= Goal of the exercise =
Please set down, exactly, the line with "const INFO: QuantityInfo;" and all lines that follow it through the end of the records below.

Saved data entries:
-- Opening Marker --

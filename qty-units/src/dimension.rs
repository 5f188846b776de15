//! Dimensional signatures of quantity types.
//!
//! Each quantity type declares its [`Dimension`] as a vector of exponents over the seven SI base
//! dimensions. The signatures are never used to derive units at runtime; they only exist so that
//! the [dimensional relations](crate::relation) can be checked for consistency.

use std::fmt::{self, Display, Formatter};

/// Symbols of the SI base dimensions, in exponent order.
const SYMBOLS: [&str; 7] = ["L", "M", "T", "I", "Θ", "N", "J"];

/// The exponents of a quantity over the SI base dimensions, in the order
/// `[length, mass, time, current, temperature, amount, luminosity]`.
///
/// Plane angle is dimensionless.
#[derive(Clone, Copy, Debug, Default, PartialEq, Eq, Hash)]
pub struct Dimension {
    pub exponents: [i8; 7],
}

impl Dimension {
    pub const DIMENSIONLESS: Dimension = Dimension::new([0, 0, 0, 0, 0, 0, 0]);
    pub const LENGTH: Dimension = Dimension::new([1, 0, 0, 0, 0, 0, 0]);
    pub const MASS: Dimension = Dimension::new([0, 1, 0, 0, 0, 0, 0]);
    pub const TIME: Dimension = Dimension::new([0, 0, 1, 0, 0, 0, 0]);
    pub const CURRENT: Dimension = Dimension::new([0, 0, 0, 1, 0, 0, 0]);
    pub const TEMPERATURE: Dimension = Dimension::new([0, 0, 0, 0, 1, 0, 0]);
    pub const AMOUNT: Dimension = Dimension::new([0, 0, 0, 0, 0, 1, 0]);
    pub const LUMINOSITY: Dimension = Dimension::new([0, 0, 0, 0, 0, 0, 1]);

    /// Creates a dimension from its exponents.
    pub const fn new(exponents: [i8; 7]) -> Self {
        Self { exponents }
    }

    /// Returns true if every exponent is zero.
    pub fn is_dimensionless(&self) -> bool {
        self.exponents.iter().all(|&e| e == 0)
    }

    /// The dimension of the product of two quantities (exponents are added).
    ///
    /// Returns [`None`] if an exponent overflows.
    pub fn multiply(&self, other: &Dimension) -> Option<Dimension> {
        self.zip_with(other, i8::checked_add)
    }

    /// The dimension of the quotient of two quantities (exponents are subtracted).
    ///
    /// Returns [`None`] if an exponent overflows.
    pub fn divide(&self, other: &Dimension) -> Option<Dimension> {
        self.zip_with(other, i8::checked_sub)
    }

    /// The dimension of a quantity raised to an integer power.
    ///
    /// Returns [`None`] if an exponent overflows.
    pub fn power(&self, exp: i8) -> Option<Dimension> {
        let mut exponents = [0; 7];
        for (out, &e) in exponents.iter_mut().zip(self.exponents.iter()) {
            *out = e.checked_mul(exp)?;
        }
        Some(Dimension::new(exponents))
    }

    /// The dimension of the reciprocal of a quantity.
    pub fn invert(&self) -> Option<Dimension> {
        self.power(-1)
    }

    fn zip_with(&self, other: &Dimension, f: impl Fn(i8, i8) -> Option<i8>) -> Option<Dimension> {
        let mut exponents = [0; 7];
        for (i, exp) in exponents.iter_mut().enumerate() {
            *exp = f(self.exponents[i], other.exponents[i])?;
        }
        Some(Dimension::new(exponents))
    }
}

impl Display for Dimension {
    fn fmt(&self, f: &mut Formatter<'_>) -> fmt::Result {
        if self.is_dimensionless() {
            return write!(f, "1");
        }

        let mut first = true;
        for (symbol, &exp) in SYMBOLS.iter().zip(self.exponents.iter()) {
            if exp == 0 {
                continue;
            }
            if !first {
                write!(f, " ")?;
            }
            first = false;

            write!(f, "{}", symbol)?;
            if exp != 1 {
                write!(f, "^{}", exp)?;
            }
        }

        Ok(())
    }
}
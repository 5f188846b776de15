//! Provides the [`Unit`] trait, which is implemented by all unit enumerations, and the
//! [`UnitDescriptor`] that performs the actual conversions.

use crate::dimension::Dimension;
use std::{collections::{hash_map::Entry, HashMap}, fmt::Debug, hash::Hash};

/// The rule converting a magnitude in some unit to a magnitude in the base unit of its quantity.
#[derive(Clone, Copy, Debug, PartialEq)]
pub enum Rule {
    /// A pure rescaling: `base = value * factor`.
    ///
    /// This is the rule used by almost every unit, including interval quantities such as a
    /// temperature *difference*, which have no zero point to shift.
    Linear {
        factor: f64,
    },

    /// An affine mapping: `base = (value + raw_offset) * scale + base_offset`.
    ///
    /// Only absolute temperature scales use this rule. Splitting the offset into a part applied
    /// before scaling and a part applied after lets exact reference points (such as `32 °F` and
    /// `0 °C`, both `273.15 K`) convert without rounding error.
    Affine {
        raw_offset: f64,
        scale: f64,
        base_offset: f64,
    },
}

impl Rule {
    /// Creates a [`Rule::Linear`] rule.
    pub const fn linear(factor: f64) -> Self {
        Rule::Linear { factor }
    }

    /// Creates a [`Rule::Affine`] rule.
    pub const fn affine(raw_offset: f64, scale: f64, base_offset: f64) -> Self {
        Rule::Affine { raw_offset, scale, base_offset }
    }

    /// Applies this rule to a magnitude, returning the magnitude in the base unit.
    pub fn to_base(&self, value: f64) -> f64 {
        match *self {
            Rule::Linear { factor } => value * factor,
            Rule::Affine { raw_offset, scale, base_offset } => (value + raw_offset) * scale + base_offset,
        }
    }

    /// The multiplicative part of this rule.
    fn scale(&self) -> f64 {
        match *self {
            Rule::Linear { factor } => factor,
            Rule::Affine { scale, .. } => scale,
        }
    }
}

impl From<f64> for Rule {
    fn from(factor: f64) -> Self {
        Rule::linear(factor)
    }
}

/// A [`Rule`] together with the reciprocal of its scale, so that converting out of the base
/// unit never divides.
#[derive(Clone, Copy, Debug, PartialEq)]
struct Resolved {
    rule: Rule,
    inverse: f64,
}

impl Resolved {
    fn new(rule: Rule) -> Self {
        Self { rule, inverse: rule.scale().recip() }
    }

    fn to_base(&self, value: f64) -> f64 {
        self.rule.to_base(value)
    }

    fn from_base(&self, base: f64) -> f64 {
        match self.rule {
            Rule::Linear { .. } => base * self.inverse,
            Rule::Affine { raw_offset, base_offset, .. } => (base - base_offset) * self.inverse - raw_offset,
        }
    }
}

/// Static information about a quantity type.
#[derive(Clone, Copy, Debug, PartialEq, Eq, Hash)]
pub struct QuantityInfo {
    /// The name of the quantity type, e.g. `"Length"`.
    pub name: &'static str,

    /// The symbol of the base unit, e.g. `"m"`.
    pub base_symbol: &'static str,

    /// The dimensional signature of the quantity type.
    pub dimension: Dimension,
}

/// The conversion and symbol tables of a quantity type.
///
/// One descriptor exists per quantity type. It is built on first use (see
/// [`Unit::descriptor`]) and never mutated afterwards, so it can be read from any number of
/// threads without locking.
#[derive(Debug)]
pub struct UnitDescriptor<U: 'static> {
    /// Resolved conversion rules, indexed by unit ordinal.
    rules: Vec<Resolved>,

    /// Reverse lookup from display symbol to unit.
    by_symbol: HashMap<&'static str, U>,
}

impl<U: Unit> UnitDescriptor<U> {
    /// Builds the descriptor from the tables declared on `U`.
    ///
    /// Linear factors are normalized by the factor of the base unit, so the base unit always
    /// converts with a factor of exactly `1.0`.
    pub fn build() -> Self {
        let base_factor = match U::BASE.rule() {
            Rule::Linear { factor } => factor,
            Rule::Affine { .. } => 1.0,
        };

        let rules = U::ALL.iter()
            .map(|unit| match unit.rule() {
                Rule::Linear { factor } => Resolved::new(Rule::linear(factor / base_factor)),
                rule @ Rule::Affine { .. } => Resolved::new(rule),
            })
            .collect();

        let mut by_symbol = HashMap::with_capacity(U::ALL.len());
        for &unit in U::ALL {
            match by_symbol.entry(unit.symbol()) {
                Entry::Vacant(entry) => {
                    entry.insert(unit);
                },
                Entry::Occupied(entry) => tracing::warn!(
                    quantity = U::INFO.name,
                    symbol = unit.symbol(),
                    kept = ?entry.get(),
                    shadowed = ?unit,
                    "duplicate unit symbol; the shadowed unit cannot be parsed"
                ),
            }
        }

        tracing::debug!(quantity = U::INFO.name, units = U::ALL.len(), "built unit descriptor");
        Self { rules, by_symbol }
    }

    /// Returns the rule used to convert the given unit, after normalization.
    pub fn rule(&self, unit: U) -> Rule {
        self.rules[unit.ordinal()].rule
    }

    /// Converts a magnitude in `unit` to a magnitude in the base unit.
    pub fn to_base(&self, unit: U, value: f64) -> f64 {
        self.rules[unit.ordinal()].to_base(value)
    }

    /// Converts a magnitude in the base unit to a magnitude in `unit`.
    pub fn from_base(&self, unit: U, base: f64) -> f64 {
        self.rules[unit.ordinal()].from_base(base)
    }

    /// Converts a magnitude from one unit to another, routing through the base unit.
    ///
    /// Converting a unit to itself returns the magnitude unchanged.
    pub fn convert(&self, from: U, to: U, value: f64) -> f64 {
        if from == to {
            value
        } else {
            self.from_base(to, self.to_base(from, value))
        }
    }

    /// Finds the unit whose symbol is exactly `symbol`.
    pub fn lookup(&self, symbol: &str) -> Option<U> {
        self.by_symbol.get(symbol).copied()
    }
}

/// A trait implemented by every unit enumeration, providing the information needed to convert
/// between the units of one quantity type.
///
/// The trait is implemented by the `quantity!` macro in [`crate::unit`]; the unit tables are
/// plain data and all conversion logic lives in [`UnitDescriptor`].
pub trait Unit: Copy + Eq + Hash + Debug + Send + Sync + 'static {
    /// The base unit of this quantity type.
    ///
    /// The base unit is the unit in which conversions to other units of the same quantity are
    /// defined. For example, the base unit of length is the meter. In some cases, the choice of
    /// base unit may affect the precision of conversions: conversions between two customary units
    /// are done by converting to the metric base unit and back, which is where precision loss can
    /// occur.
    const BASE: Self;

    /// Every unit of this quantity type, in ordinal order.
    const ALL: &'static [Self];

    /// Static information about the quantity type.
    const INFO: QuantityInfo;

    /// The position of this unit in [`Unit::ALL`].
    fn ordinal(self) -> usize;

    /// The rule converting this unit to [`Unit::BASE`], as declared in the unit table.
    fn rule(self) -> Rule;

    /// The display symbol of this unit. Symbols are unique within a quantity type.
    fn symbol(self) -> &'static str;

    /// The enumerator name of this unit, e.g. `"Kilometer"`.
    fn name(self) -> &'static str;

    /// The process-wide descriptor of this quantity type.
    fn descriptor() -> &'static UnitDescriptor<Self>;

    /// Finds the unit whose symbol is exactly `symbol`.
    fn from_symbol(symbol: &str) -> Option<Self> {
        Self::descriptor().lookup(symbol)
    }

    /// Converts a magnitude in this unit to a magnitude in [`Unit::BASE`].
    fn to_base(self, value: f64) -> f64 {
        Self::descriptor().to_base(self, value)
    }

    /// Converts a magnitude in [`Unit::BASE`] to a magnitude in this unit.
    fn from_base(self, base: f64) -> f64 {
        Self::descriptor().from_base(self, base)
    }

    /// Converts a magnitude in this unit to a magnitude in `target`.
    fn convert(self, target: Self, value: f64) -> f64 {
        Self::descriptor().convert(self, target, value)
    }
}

-- Closing Marker --

= Answer to the exercise =
    const INFO: QuantityInfo;

    /// The position of this unit in [`Unit::ALL`].
    fn ordinal(self) -> usize;

    /// The rule converting this unit to [`Unit::BASE`], as declared in the unit table.
    fn rule(self) -> Rule;

    /// The display symbol of this unit. Symbols are unique within a quantity type.
    fn symbol(self) -> &'static str;

    /// The enumerator name of this unit, e.g. `"Kilometer"`.
    fn name(self) -> &'static str;

    /// The process-wide descriptor of this quantity type.
    fn descriptor() -> &'static UnitDescriptor<Self>;

    /// Finds the unit whose symbol is exactly `symbol`.
    fn from_symbol(symbol: &str) -> Option<Self> {
        Self::descriptor().lookup(symbol)
    }

    /// Converts a magnitude in this unit to a magnitude in [`Unit::BASE`].
    fn to_base(self, value: f64) -> f64 {
        Self::descriptor().to_base(self, value)
    }

    /// Converts a magnitude in [`Unit::BASE`] to a magnitude in this unit.
    fn from_base(self, base: f64) -> f64 {
        Self::descriptor().from_base(self, base)
    }

    /// Converts a magnitude in this unit to a magnitude in `target`.
    fn convert(self, target: Self, value: f64) -> f64 {
        Self::descriptor().convert(self, target, value)
    }
}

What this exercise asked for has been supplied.